Blixa Bargeld und seine Band in Krems: Greatest Hits mit festinstalliertem Krachinstrumentarium.

Foto: David Visnjic/donaufestival

Krems – Auch wenn sie noch so klein ist: Große Kunst muss neben großer Ernsthaftigkeit immer auch einen Mindestanteil Heiterkeit beinhalten. Sonst beklemmt sie den Brustkorb und macht den Kopf traurig. Es mag nicht dem gängigen Bild vom an seiner eigenen Kunst einsam leiden müssenden Dichterfürsten entsprechen. Aber seien wir uns ehrlich, wenn es nicht auch ein wenig Spaß macht, warum dann all die Mühen?

Die Einstürzenden Neubauten begannen vor über 35 Jahren ihre Laufbahn grundvernünftig. Sie hauten gerne Sachen kurz und klein, liebten Krach, Anarchie und fröhlichen Nihilismus. Und sie hatten Spaß daran, Musik zu machen, die in den Augen der damals noch nicht einmal so großen Weltöffentlichkeit gar keine Musik war. Das geschah mit Materialien, die man auf Baustellen entwendete, mit irgendwie aus dem Supermarkt mit nach Hause genommenen Einkaufswägen oder mit lustigen Sachen vom Schrottplatz zum Kilopreis.

Man gab sich lyrisch

Den Humor in den Texten versteckten die Einstürzenden Neubauten und ihr Chefdramaturg Blixa Bargeld sehr schnell sehr gut.

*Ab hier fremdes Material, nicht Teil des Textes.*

use crate::calendar::{WorkingHoursCalendar, WorkingHoursConfig};
use crate::error::ValidationError;
use crate::task::{AllocationStrategy, DEFAULT_PRIORITY, MAX_PRIORITY};
use serde::{Deserialize, Serialize};
use std::fs;
use std::io;
use std::path::Path;
use thiserror::Error;

#[derive(Debug, Error)]
pub enum ConfigError {
    #[error("could not read config: {0}")]
    Io(#[from] io::Error),
    #[error("could not parse config: {0}")]
    Toml(#[from] toml::de::Error),
    #[error(transparent)]
    Validation(#[from] ValidationError),
}

/// Scheduling defaults handed explicitly to a [`crate::TaskForest`].
#[derive(Debug, Clone, PartialEq, Serialize, Deserialize)]
#[serde(default)]
pub struct SchedulerConfig {
    pub daily_working_hours: u8,
    pub working_hours: WorkingHoursConfig,
    pub utc_offset_minutes: i32,
    pub timing_resolution_minutes: u32,
    pub default_priority: u16,
    pub tj_command: String,
    pub compute_resources: bool,
    pub allocation_strategy: AllocationStrategy,
    pub persistent_allocation: bool,
}

impl Default for SchedulerConfig {
    fn default() -> Self {
        Self {
            daily_working_hours: 9,
            working_hours: WorkingHoursCalendar::default().to_config(),
            utc_offset_minutes: 0,
            timing_resolution_minutes: 60,
            default_priority: DEFAULT_PRIORITY,
            tj_command: "tj3".to_string(),
            compute_resources: false,
            allocation_strategy: AllocationStrategy::MinAllocated,
            persistent_allocation: true,
        }
    }
}

impl SchedulerConfig {
    pub fn from_toml_str(raw: &str) -> Result<Self, ConfigError> {
        let config: SchedulerConfig = toml::from_str(raw)?;
        config.validate()?;
        Ok(config)
    }

    pub fn load<P: AsRef<Path>>(path: P) -> Result<Self, ConfigError> {
        let raw = fs::read_to_string(path)?;
        Self::from_toml_str(&raw)
    }

    pub fn validate(&self) -> Result<(), ValidationError> {
        self.calendar()?;
        if self.timing_resolution_minutes == 0 {
            return Err(ValidationError::new(
                "timing_resolution_minutes",
                self.timing_resolution_minutes,
                "must be positive",
            ));
        }
        if self.default_priority > MAX_PRIORITY {
            return Err(ValidationError::new(
                "default_priority",
                self.default_priority,
                "must be in 0..=1000",
            ));
        }
        if self.tj_command.trim().is_empty() {
            return Err(ValidationError::new(
                "tj_command",
                &self.tj_command,
                "must name an executable",
            ));
        }
        Ok(())
    }

    /// Studio calendar described by this config.
    pub fn calendar(&self) -> Result<WorkingHoursCalendar, ValidationError> {
        let base = WorkingHoursCalendar::new(self.daily_working_hours, self.utc_offset_minutes)?;
        WorkingHoursCalendar::from_config(&self.working_hours, &base)
    }

    pub fn timing_resolution_seconds(&self) -> i64 {
        self.timing_resolution_minutes as i64 * 60
    }
}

Man gab sich lyrisch sowohl von den Theorien Antonin Artauds zu seinem Theater der Grausamkeit als auch von den Gedichtbänden beeinflusst, die weltweit in den Bibliotheken der deutschen Goethe-Institute herumstehen.

Dies führte live vorne am Mikro bald zu einem vom Gestus und dem Anzug her, sagen wir, staatskünstlerischen Auftreten Blixa Bargelds. Er wusste um seine künstlerische Gewichtigkeit und legte im Vortrag eine gewisse Strenge an den Tag, während hinten seine Kollegen mit Schlagstöcken zwischen Stahlfedern, Maischefässern, Benzinkanistern und Durchlauferhitzern herumberserkerten.

Wie der, selten bei ihnen, jetzt unglaublich intensive und stimmige Auftritt der Einstürzenden Neubauten zum Abschluss des ersten Wochenendes des Donaufestivals in Krems zeigte, ist das immer noch so – aber eben nicht ganz.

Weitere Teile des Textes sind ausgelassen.